** WORK INSTRUCTION **
Please copy each line from the entries that contains the string "nothing".

** EXERCISE MATERIALS **

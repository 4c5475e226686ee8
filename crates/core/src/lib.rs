#![warn(clippy::all, missing_docs)]

//! Core logic for achsync.
//!
//! This crate hosts the credential lifecycle, the game catalogue, the
//! typed gateway to the remote achievement services and the resumable
//! discovery and unlock engines driven by the command-line frontend.

pub mod auth;
pub mod catalogue;
pub mod config;
pub mod engine;
pub mod error;
pub mod gateway;
pub mod models;

#[cfg(test)]
mod testing;

pub use auth::{AcquisitionStrategy, Credential, CredentialStore, StaticToken, TokenFile};
pub use catalogue::Catalogue;
pub use config::AppConfig;
pub use engine::{
    BatchOutcome, DiscoveryReport, Interrupts, SyncEngine, UnlockEngine, UnlockReport,
};
pub use error::{ApiError, SyncError};
pub use gateway::{RemoteGateway, UserProfile, XboxGateway};
pub use models::{Achievement, Game, GameStatus};
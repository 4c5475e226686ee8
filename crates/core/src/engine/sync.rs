use tracing::{info, warn};

use super::{
    cooldown::{CooldownPolicy, CooldownReason, Flow, Interrupts, Pacer},
    BatchOutcome,
};
use crate::{
    catalogue::Catalogue,
    error::{ApiError, Result},
    gateway::{RemoteAchievement, RemoteGateway},
    models::{Achievement, Game, GameStatus},
};

/// Requirement id of single-step achievements.
pub const ZERO_REQUIREMENT_ID: &str = "00000000-0000-0000-0000-000000000000";
const ZERO_REQUIREMENT_PREFIX: &str = "00000000-0000-0000-0000-";
const ACHIEVED: &str = "Achieved";

/// Whether a single progress update can complete `achievement`.
///
/// It must not be achieved yet, must carry a service configuration id, and
/// its first progression requirement must be the all-zero id (or share its
/// all-zero prefix).
pub fn is_eligible(achievement: &RemoteAchievement) -> bool {
    let pending = achievement.progress_state.as_deref() != Some(ACHIEVED);
    let has_scid = achievement
        .service_config_id
        .as_deref()
        .is_some_and(|scid| !scid.is_empty());
    let single_step = achievement.requirement_id.as_deref().is_some_and(|id| {
        id == ZERO_REQUIREMENT_ID || id.starts_with(ZERO_REQUIREMENT_PREFIX)
    });
    pending && has_scid && single_step
}

fn into_achievement(remote: RemoteAchievement) -> Option<Achievement> {
    Some(Achievement {
        service_config_id: remote.service_config_id?,
        id: remote.id,
        name: remote.name,
        description: remote.description,
        image: remote.image,
        unlocked: false,
        failure: None,
    })
}

/// Counts from a discovery pass.
#[derive(Debug, Clone, Default, PartialEq, Eq)]
pub struct DiscoveryReport {
    /// Games that now have eligible achievements.
    pub fetched: usize,
    /// Games with nothing eligible.
    pub without_eligible: usize,
    /// Games whose fetch failed; they stay `Discovered`.
    pub failed: usize,
    /// Cooldowns entered during the pass.
    pub cooldowns: usize,
    /// How the pass ended.
    pub outcome: BatchOutcome,
}

/// Populates the catalogue and each game's eligible achievements.
#[derive(Debug)]
pub struct SyncEngine {
    pacer: Pacer,
}

impl SyncEngine {
    /// Engine pausing under `policy` and listening to `interrupts`.
    pub fn new(policy: CooldownPolicy, interrupts: Interrupts) -> Self {
        Self {
            pacer: Pacer::new(policy, interrupts),
        }
    }

    /// Merge the user's title history into `catalogue`.
    ///
    /// All titles of a successful call are applied in the order received,
    /// each replacing any existing record; a failed call applies nothing.
    pub fn fetch_catalogue<G>(
        &mut self,
        gateway: &mut G,
        xuid: &str,
        catalogue: &mut Catalogue,
    ) -> Result<usize>
    where
        G: RemoteGateway + ?Sized,
    {
        let titles = gateway.title_history(xuid).map_err(|err| {
            warn!("failed to retrieve the title history: {err}");
            err
        })?;
        if titles.is_empty() {
            warn!("no owned games found");
        }
        let merged = catalogue.extend(titles.into_iter().map(Game::from));
        info!("{merged} game ids retrieved");
        Ok(merged)
    }

    /// Fetch `game`'s achievements and keep only the eligible ones.
    ///
    /// The stored list is replaced, not appended to, so repeating the call
    /// with the same remote data leaves the game unchanged. On error the
    /// game is left untouched.
    pub fn fetch_achievements<G>(
        &mut self,
        gateway: &mut G,
        xuid: &str,
        game: &mut Game,
    ) -> std::result::Result<GameStatus, ApiError>
    where
        G: RemoteGateway + ?Sized,
    {
        let remote = gateway.achievements(xuid, &game.title_id)?;
        let total = remote.len();
        game.achievements = remote
            .into_iter()
            .filter(is_eligible)
            .filter_map(into_achievement)
            .collect();
        game.status = if game.achievements.is_empty() {
            GameStatus::NoEligibleAchievements
        } else {
            GameStatus::AchievementsFetched
        };
        info!(
            title_id = %game.title_id,
            "{} of {total} achievements eligible for {}",
            game.achievements.len(),
            game.display_name()
        );
        Ok(game.status)
    }

    /// Fetch achievements for every `Discovered` game.
    ///
    /// Interrupts are honoured between games. A rate-limited game is
    /// retried after the cooldown; other per-game failures are reported and
    /// skipped.
    pub fn discover_all<G>(
        &mut self,
        gateway: &mut G,
        xuid: &str,
        catalogue: &mut Catalogue,
    ) -> Result<DiscoveryReport>
    where
        G: RemoteGateway + ?Sized,
    {
        let pending = catalogue.title_ids_with(GameStatus::Discovered);
        let cooldowns_before = self.pacer.cooldowns();
        let mut report = DiscoveryReport::default();
        let mut index = 0;
        let mut auth_retried = false;

        while let Some(title_id) = pending.get(index) {
            if self.pacer.checkpoint() == Flow::Abort {
                report.outcome = BatchOutcome::Aborted;
                break;
            }
            let Some(game) = catalogue.get_mut(title_id) else {
                index += 1;
                continue;
            };
            info!(title_id = %title_id, "getting achievements for {}", game.display_name());

            match self.fetch_achievements(gateway, xuid, game) {
                Ok(GameStatus::AchievementsFetched) => report.fetched += 1,
                Ok(_) => report.without_eligible += 1,
                Err(ApiError::RateLimited) => {
                    warn!(title_id = %title_id, "too many requests while collecting achievements");
                    if self.pacer.cool_down(CooldownReason::RateLimited) == Flow::Abort {
                        report.outcome = BatchOutcome::Aborted;
                        break;
                    }
                    continue;
                }
                Err(ApiError::AuthExpired) if !auth_retried => {
                    gateway.reauthenticate()?;
                    auth_retried = true;
                    continue;
                }
                Err(ApiError::RenewalFailed(reason)) => {
                    return Err(ApiError::RenewalFailed(reason).into());
                }
                Err(err) => {
                    warn!(title_id = %title_id, "failed to get achievements: {err}");
                    report.failed += 1;
                }
            }

            info!(
                "achievements collected for game {}/{}",
                index + 1,
                pending.len()
            );
            auth_retried = false;
            index += 1;
        }

        report.cooldowns = self.pacer.cooldowns() - cooldowns_before;
        self.pacer.reset();
        Ok(report)
    }
}
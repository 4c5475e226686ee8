//! Scripted collaborators for unit tests.

use std::{
    collections::{HashMap, VecDeque},
    sync::atomic::{AtomicUsize, Ordering},
    time::Duration,
};

use parking_lot::Mutex;

use crate::{
    auth::{AcquireError, AcquisitionStrategy, Credential},
    engine::{CooldownPolicy, SecondInterrupt},
    error::{ApiError, ApiResult},
    gateway::{ProgressUpdate, RemoteAchievement, RemoteGateway, RemoteTitle, UserProfile},
    models::Achievement,
};

/// Zero-length cooldowns so tests never sleep.
pub(crate) fn policy(second_interrupt: SecondInterrupt) -> CooldownPolicy {
    CooldownPolicy {
        duration: Duration::ZERO,
        poll_interval: Duration::from_millis(1),
        second_interrupt,
    }
}

pub(crate) fn title(title_id: &str, name: &str) -> RemoteTitle {
    RemoteTitle {
        title_id: title_id.to_string(),
        name: Some(name.to_string()),
        image: None,
    }
}

pub(crate) fn eligible(id: &str) -> RemoteAchievement {
    RemoteAchievement {
        id: id.to_string(),
        name: Some(format!("Achievement {id}")),
        description: None,
        service_config_id: Some(format!("scid-{id}")),
        progress_state: Some("NotStarted".to_string()),
        requirement_id: Some("00000000-0000-0000-0000-000000000000".to_string()),
        image: None,
    }
}

pub(crate) fn achieved(id: &str) -> RemoteAchievement {
    RemoteAchievement {
        progress_state: Some("Achieved".to_string()),
        ..eligible(id)
    }
}

pub(crate) fn stored(id: &str) -> Achievement {
    Achievement {
        id: id.to_string(),
        name: Some(format!("Achievement {id}")),
        description: None,
        service_config_id: format!("scid-{id}"),
        image: None,
        unlocked: false,
        failure: None,
    }
}

type UpdateHook = Box<dyn FnMut(&ProgressUpdate)>;
type FetchHook = Box<dyn FnMut(&str)>;

/// In-memory gateway answering from queued results.
///
/// Queued errors are returned first; once a queue is drained the call
/// succeeds with the fixture data.
#[derive(Default)]
pub(crate) struct ScriptedGateway {
    pub titles: VecDeque<ApiResult<Vec<RemoteTitle>>>,
    pub achievements: HashMap<String, Vec<RemoteAchievement>>,
    pub achievement_errors: VecDeque<ApiError>,
    pub achievement_requests: Vec<String>,
    pub on_achievements: Option<FetchHook>,
    pub update_results: VecDeque<ApiResult<()>>,
    pub updates: Vec<ProgressUpdate>,
    pub on_update: Option<UpdateHook>,
    pub reauth_results: VecDeque<ApiResult<()>>,
    pub reauth_calls: usize,
}

impl RemoteGateway for ScriptedGateway {
    fn profile(&mut self) -> ApiResult<UserProfile> {
        Ok(UserProfile {
            xuid: "xuid".to_string(),
            gamertag: "Tester".to_string(),
        })
    }

    fn title_history(&mut self, _xuid: &str) -> ApiResult<Vec<RemoteTitle>> {
        self.titles.pop_front().unwrap_or_else(|| Ok(Vec::new()))
    }

    fn achievements(&mut self, _xuid: &str, title_id: &str) -> ApiResult<Vec<RemoteAchievement>> {
        self.achievement_requests.push(title_id.to_string());
        if let Some(hook) = self.on_achievements.as_mut() {
            hook(title_id);
        }
        if let Some(err) = self.achievement_errors.pop_front() {
            return Err(err);
        }
        Ok(self.achievements.get(title_id).cloned().unwrap_or_default())
    }

    fn update_progress(&mut self, update: &ProgressUpdate) -> ApiResult<()> {
        self.updates.push(update.clone());
        if let Some(hook) = self.on_update.as_mut() {
            hook(update);
        }
        self.update_results.pop_front().unwrap_or(Ok(()))
    }

    fn reauthenticate(&mut self) -> ApiResult<()> {
        self.reauth_calls += 1;
        self.reauth_results.pop_front().unwrap_or(Ok(()))
    }
}

/// Strategy replaying queued results, then a fallback.
pub(crate) struct ScriptedStrategy {
    queued: Mutex<VecDeque<Result<Credential, String>>>,
    fallback: Option<Credential>,
    calls: AtomicUsize,
}

impl ScriptedStrategy {
    /// Always succeeds with a non-expiring `token`.
    pub fn valid(token: &str) -> Self {
        Self {
            queued: Mutex::new(VecDeque::new()),
            fallback: Some(Credential::new(token)),
            calls: AtomicUsize::new(0),
        }
    }

    /// Always fails.
    pub fn failing() -> Self {
        Self {
            queued: Mutex::new(VecDeque::new()),
            fallback: None,
            calls: AtomicUsize::new(0),
        }
    }

    /// Replays `results` in order, failing once they run out.
    pub fn sequence(results: Vec<Result<Credential, String>>) -> Self {
        Self {
            queued: Mutex::new(results.into()),
            ..Self::failing()
        }
    }

    pub fn calls(&self) -> usize {
        self.calls.load(Ordering::SeqCst)
    }
}

impl AcquisitionStrategy for ScriptedStrategy {
    fn acquire(&self) -> Result<Credential, AcquireError> {
        self.calls.fetch_add(1, Ordering::SeqCst);
        let next = self
            .queued
            .lock()
            .pop_front()
            .or_else(|| self.fallback.clone().map(Ok));
        match next {
            Some(Ok(credential)) => Ok(credential),
            Some(Err(reason)) => Err(AcquireError::Failed {
                strategy: self.name(),
                reason,
            }),
            None => Err(AcquireError::Empty(self.name())),
        }
    }

    fn name(&self) -> &'static str {
        "scripted"
    }
}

** YOUR RESPONSE **
    /// Games with nothing eligible.
    /// each replacing any existing record; a failed call applies nothing.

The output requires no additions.